This year’s Orange Shirt Day marks the fifth year students, teachers and all Canadians are invited to wear orange shirts to commemorate former students of Canada’s Indian Residential Schools.
What is Orange Shirt Day?
Orange Shirt Day began in 2013, when residential school survivor Phyllis Jack Webstad shared her experience of having her orange shirt confiscated on her first day of residential school.
Since then this event has garnered an increasing amount of attention, with thousands of Canadians joining in to remember survivors, acknowledge the continued intergenerational trauma of residential schools, promote historical awareness, and engage in reconciliation.

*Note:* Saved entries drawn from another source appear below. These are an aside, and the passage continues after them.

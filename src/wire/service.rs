//! Service messages

use super::common::{Annotations, Duration, Meta, Timestamp};
use super::network::NetworkAttachmentConfig;
use serde::{Deserialize, Serialize};
use std::collections::HashMap;

/// Container runtime part of a task spec
#[derive(Debug, Clone, Default, PartialEq, Eq, Serialize, Deserialize)]
#[serde(default)]
pub struct ContainerSpec {
    pub image: String,
    pub labels: HashMap<String, String>,
    pub command: Vec<String>,
    pub args: Vec<String>,
    pub env: Vec<String>,
    pub dir: String,
    pub user: String,
    pub hostname: String,
}

#[derive(Debug, Clone, Copy, Default, PartialEq, Eq, Serialize, Deserialize)]
#[serde(default, rename_all = "camelCase")]
pub struct Resources {
    pub nano_cpus: i64,
    pub memory_bytes: i64,
}

#[derive(Debug, Clone, Default, PartialEq, Eq, Serialize, Deserialize)]
#[serde(default)]
pub struct ResourceRequirements {
    pub limits: Option<Resources>,
    pub reservations: Option<Resources>,
}

#[derive(Debug, Clone, Copy, Default, PartialEq, Eq, Serialize, Deserialize)]
#[serde(rename_all = "SCREAMING_SNAKE_CASE")]
pub enum RestartCondition {
    #[default]
    None,
    OnFailure,
    Any,
}

#[derive(Debug, Clone, Default, PartialEq, Eq, Serialize, Deserialize)]
#[serde(default, rename_all = "camelCase")]
pub struct RestartPolicy {
    pub condition: RestartCondition,
    pub delay: Option<Duration>,
    pub max_attempts: u64,
    pub window: Option<Duration>,
}

#[derive(Debug, Clone, Default, PartialEq, Eq, Serialize, Deserialize)]
#[serde(default)]
pub struct Placement {
    pub constraints: Vec<String>,
}

/// Template every task of a service is created from
#[derive(Debug, Clone, Default, PartialEq, Eq, Serialize, Deserialize)]
#[serde(default, rename_all = "camelCase")]
pub struct TaskSpec {
    pub container: Option<ContainerSpec>,
    pub resources: Option<ResourceRequirements>,
    pub restart: Option<RestartPolicy>,
    pub placement: Option<Placement>,
    pub networks: Vec<NetworkAttachmentConfig>,
    pub force_update: u64,
}

#[derive(Debug, Clone, PartialEq, Eq, Serialize, Deserialize)]
#[serde(rename_all = "lowercase")]
pub enum ServiceMode {
    Replicated { replicas: u64 },
    Global {},
}

#[derive(Debug, Clone, Copy, Default, PartialEq, Eq, Serialize, Deserialize)]
#[serde(rename_all = "SCREAMING_SNAKE_CASE")]
pub enum FailureAction {
    #[default]
    Pause,
    Continue,
    Rollback,
}

#[derive(Debug, Clone, Copy, Default, PartialEq, Eq, Serialize, Deserialize)]
#[serde(rename_all = "SCREAMING_SNAKE_CASE")]
pub enum UpdateOrder {
    #[default]
    StopFirst,
    StartFirst,
}

#[derive(Debug, Clone, Default, PartialEq, Eq, Serialize, Deserialize)]
#[serde(default, rename_all = "camelCase")]
pub struct UpdateConfig {
    pub parallelism: u64,
    pub delay: Option<Duration>,
    pub failure_action: FailureAction,
    pub monitor: Option<Duration>,
    pub order: UpdateOrder,
}

#[derive(Debug, Clone, Copy, Default, PartialEq, Eq, Serialize, Deserialize)]
#[serde(rename_all = "SCREAMING_SNAKE_CASE")]
pub enum ResolutionMode {
    #[default]
    Vip,
    Dnsrr,
}

#[derive(Debug, Clone, Copy, Default, PartialEq, Eq, Serialize, Deserialize)]
#[serde(rename_all = "SCREAMING_SNAKE_CASE")]
pub enum PortProtocol {
    #[default]
    Tcp,
    Udp,
    Sctp,
}

#[derive(Debug, Clone, Copy, Default, PartialEq, Eq, Serialize, Deserialize)]
#[serde(rename_all = "SCREAMING_SNAKE_CASE")]
pub enum PublishMode {
    #[default]
    Ingress,
    Host,
}

#[derive(Debug, Clone, Default, PartialEq, Eq, Serialize, Deserialize)]
#[serde(default, rename_all = "camelCase")]
pub struct PortConfig {
    pub name: String,
    pub protocol: PortProtocol,
    pub target_port: u32,
    pub published_port: u32,
    pub publish_mode: PublishMode,
}

#[derive(Debug, Clone, Default, PartialEq, Eq, Serialize, Deserialize)]
#[serde(default)]
pub struct EndpointSpec {
    pub mode: ResolutionMode,
    pub ports: Vec<PortConfig>,
}

#[derive(Debug, Clone, Default, PartialEq, Eq, Serialize, Deserialize)]
#[serde(default, rename_all = "camelCase")]
pub struct VirtualIp {
    pub network_id: String,
    pub addr: String,
}

/// Allocated endpoint state of a service
#[derive(Debug, Clone, Default, PartialEq, Eq, Serialize, Deserialize)]
#[serde(default, rename_all = "camelCase")]
pub struct Endpoint {
    pub spec: Option<EndpointSpec>,
    pub ports: Vec<PortConfig>,
    pub virtual_ips: Vec<VirtualIp>,
}

#[derive(Debug, Clone, Default, PartialEq, Eq, Serialize, Deserialize)]
#[serde(default)]
pub struct ServiceSpec {
    pub annotations: Annotations,
    pub task: TaskSpec,
    pub mode: Option<ServiceMode>,
    pub update: Option<UpdateConfig>,
    pub rollback: Option<UpdateConfig>,
    pub endpoint: Option<EndpointSpec>,
}

#[derive(Debug, Clone, Copy, Default, PartialEq, Eq, Serialize, Deserialize)]
#[serde(rename_all = "SCREAMING_SNAKE_CASE")]
pub enum UpdateState {
    #[default]
    Unknown,
    Updating,
    Paused,
    Completed,
    RollbackStarted,
    RollbackPaused,
    RollbackCompleted,
}

#[derive(Debug, Clone, Default, PartialEq, Eq, Serialize, Deserialize)]
#[serde(default, rename_all = "camelCase")]
pub struct UpdateStatus {
    pub state: UpdateState,
    pub started_at: Option<Timestamp>,
    pub completed_at: Option<Timestamp>,
    pub message: String,
}

/// Service object as stored by the manager
#[derive(Debug, Clone, Default, PartialEq, Eq, Serialize, Deserialize)]
#[serde(default, rename_all = "camelCase")]
pub struct Service {
    pub id: String,
    pub meta: Meta,
    pub spec: ServiceSpec,
    pub previous_spec: Option<ServiceSpec>,
    pub endpoint: Option<Endpoint>,
    pub update_status: Option<UpdateStatus>,
}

What resources are available?
There are now many educational resources available for Canadians of all ages to learn more about residential schools:
- The Truth and Reconciliation Commission of Canada’s ten-volume Final Report is available for committed readers
- CBC has compiled a list of books appropriate for children
- Phyllis Jack Webstad herself has recently published a book based on her own experiences (including the story of the orange shirt) entitled The Orange Shirt Story.

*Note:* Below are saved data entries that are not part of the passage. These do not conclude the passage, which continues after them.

//! Sub-messages shared by every cluster object

use serde::{Deserialize, Serialize};
use std::collections::HashMap;

/// Point in time as carried by the protocol
///
/// Seconds since the Unix epoch plus a non-negative nanosecond offset,
/// always UTC. Negative seconds are instants before 1970.
#[derive(Debug, Clone, Copy, Default, PartialEq, Eq, Hash, Serialize, Deserialize)]
#[serde(default)]
pub struct Timestamp {
    pub seconds: i64,
    pub nanos: i32,
}

impl Timestamp {
    pub fn new(seconds: i64, nanos: i32) -> Self {
        Self { seconds, nanos }
    }

    /// The zero value, which producers use for "never set"
    pub fn is_zero(&self) -> bool {
        self.seconds == 0 && self.nanos == 0
    }
}

/// Signed span of time as carried by the protocol
#[derive(Debug, Clone, Copy, Default, PartialEq, Eq, Hash, Serialize, Deserialize)]
#[serde(default)]
pub struct Duration {
    pub seconds: i64,
    pub nanos: i32,
}

/// Object version assigned by the control plane
#[derive(Debug, Clone, Copy, Default, PartialEq, Eq, Hash, Serialize, Deserialize)]
#[serde(default)]
pub struct Version {
    pub index: u64,
}

/// Control-plane metadata attached to every stored object
#[derive(Debug, Clone, Default, PartialEq, Eq, Serialize, Deserialize)]
#[serde(default, rename_all = "camelCase")]
pub struct Meta {
    pub version: Version,
    pub created_at: Option<Timestamp>,
    pub updated_at: Option<Timestamp>,
}

/// User-facing name and labels of an object spec
#[derive(Debug, Clone, Default, PartialEq, Eq, Serialize, Deserialize)]
#[serde(default)]
pub struct Annotations {
    pub name: String,
    pub labels: HashMap<String, String>,
}

/// Named driver with opaque options
#[derive(Debug, Clone, Default, PartialEq, Eq, Serialize, Deserialize)]
#[serde(default)]
pub struct Driver {
    pub name: String,
    pub options: HashMap<String, String>,
}

/// Byte fields in the protocol's JSON mapping are base64 strings
pub(crate) mod base64_bytes {
    use base64::engine::general_purpose::STANDARD;
    use base64::Engine;
    use serde::{Deserialize, Deserializer, Serializer};

    pub fn serialize<S: Serializer>(data: &[u8], serializer: S) -> Result<S::Ok, S::Error> {
        serializer.serialize_str(&STANDARD.encode(data))
    }

    pub fn deserialize<'de, D: Deserializer<'de>>(deserializer: D) -> Result<Vec<u8>, D::Error> {
        let encoded = String::deserialize(deserializer)?;
        STANDARD
            .decode(encoded.as_bytes())
            .map_err(serde::de::Error::custom)
    }
}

How can we engage in Orange Shirt Day every day?
When we wrote 150 Acts of Reconciliation for the Last 150 Days of Canada’s 150 last year, our goal was to engage everyday Canadians, Indigenous peoples, community organizations, educators, and businesses and encourage them to learn more about Indigenous issues in our territories. In addition to writing the #150Acts (find us on social media using this hashtag!), we worked with Tagé Cho Hudän artist Lianne Charlie to create a poster project to feature a few of the Acts that we think are especially important.
We wrote our #150Acts not only for others to engage with, but as a challenge to ourselves too. Like you, we are committed to sharing reconciliation with our families and children and Orange Shirt Day is the perfect time to have a conversation, read a story, or share an experience with a loved one.

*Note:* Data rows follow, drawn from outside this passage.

//! Swarm task types

use super::network::NetworkAttachment;
use super::service::{PortConfig, TaskSpec};
use super::swarm::Meta;
use chrono::{DateTime, Utc};
use serde::{Deserialize, Serialize};
use std::collections::HashMap;

/// Task state
#[derive(Debug, Clone, Copy, Default, PartialEq, Eq, PartialOrd, Ord, Serialize, Deserialize)]
#[serde(rename_all = "lowercase")]
pub enum TaskState {
    /// Task is new
    #[default]
    New,
    /// Task is pending
    Pending,
    /// Task has network resources allocated
    Allocated,
    /// Task is assigned
    Assigned,
    /// Task is accepted
    Accepted,
    /// Task is preparing
    Preparing,
    /// Task is ready
    Ready,
    /// Task is starting
    Starting,
    /// Task is running
    Running,
    /// Task completed
    Complete,
    /// Task shutdown
    Shutdown,
    /// Task failed
    Failed,
    /// Task rejected
    Rejected,
    /// Task removed
    Remove,
    /// Task is orphaned
    Orphaned,
}

impl TaskState {
    /// Check if the task has reached a final state
    pub fn is_terminal(&self) -> bool {
        *self > TaskState::Running
    }
}

/// Swarm task
#[derive(Debug, Clone, Default, PartialEq, Eq, Serialize, Deserialize)]
#[serde(rename_all = "PascalCase")]
pub struct Task {
    /// Task ID
    #[serde(rename = "ID")]
    pub id: String,
    #[serde(flatten)]
    pub meta: Meta,
    /// Task name
    #[serde(default, skip_serializing_if = "String::is_empty")]
    pub name: String,
    /// Labels
    #[serde(default)]
    pub labels: HashMap<String, String>,
    /// Task spec
    pub spec: TaskSpec,
    /// Service ID
    #[serde(rename = "ServiceID")]
    pub service_id: String,
    /// Slot (for replicated services)
    #[serde(default, skip_serializing_if = "Option::is_none")]
    pub slot: Option<u64>,
    /// Node ID
    #[serde(default, rename = "NodeID", skip_serializing_if = "String::is_empty")]
    pub node_id: String,
    /// Task status
    pub status: TaskStatus,
    /// Desired state
    pub desired_state: TaskState,
    /// Network attachments
    #[serde(default, skip_serializing_if = "Vec::is_empty")]
    pub networks_attachments: Vec<NetworkAttachment>,
}

/// Task status
#[derive(Debug, Clone, Default, PartialEq, Eq, Serialize, Deserialize)]
#[serde(rename_all = "PascalCase")]
pub struct TaskStatus {
    /// Timestamp
    pub timestamp: DateTime<Utc>,
    /// State
    pub state: TaskState,
    /// Message
    #[serde(default)]
    pub message: String,
    /// Error message
    #[serde(default, skip_serializing_if = "String::is_empty")]
    pub err: String,
    /// Container status
    #[serde(default, skip_serializing_if = "Option::is_none")]
    pub container_status: Option<ContainerStatus>,
    /// Published port status
    #[serde(default)]
    pub port_status: PortStatus,
}

/// Container status
#[derive(Debug, Clone, Default, PartialEq, Eq, Serialize, Deserialize)]
#[serde(rename_all = "PascalCase")]
pub struct ContainerStatus {
    /// Container ID
    #[serde(rename = "ContainerID")]
    pub container_id: String,
    /// PID
    #[serde(rename = "PID")]
    pub pid: i32,
    /// Exit code
    pub exit_code: i32,
}

/// Published port status
#[derive(Debug, Clone, Default, PartialEq, Eq, Serialize, Deserialize)]
#[serde(rename_all = "PascalCase")]
pub struct PortStatus {
    #[serde(default, skip_serializing_if = "Vec::is_empty")]
    pub ports: Vec<PortConfig>,
}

Orange Shirt Day is a day of commemoration that Canadians can participate in both their homes and workplaces. It also provides the opportunity for you to ask questions, engage in new conversations, and learn more about your neighbours!
So, what do you think you can do in your everyday life? As you sport your orange shirts today, we invite you to select an act that you will engage with on your own, one that you will do with your family and friends, and one that you can do in your community or workplace. And we invite you to add new acts of your own, too! After all, our final act on the list is #150: Why stop at 150? After all, Indigenous nations are celebrating millennia on this land. Build on this list or start and share your own.
We thought of a few that are specifically relevant to Orange Shirt Day:
- #151: Support one of the many Indigenous organizations or businesses that are selling these shirts by purchasing one for each of your family members.
- #152: Strike up a conversation with someone else wearing an orange shirt.
- #153: Write to your MP in support of a national holiday to recognize the legacy of residential schools.
As you take action, use the hashtags #OrangeShirtDay #EveryChildMatters and #150Acts to participate in the national conversation and publicly support former residential school students and those who are affected by intergenerational trauma.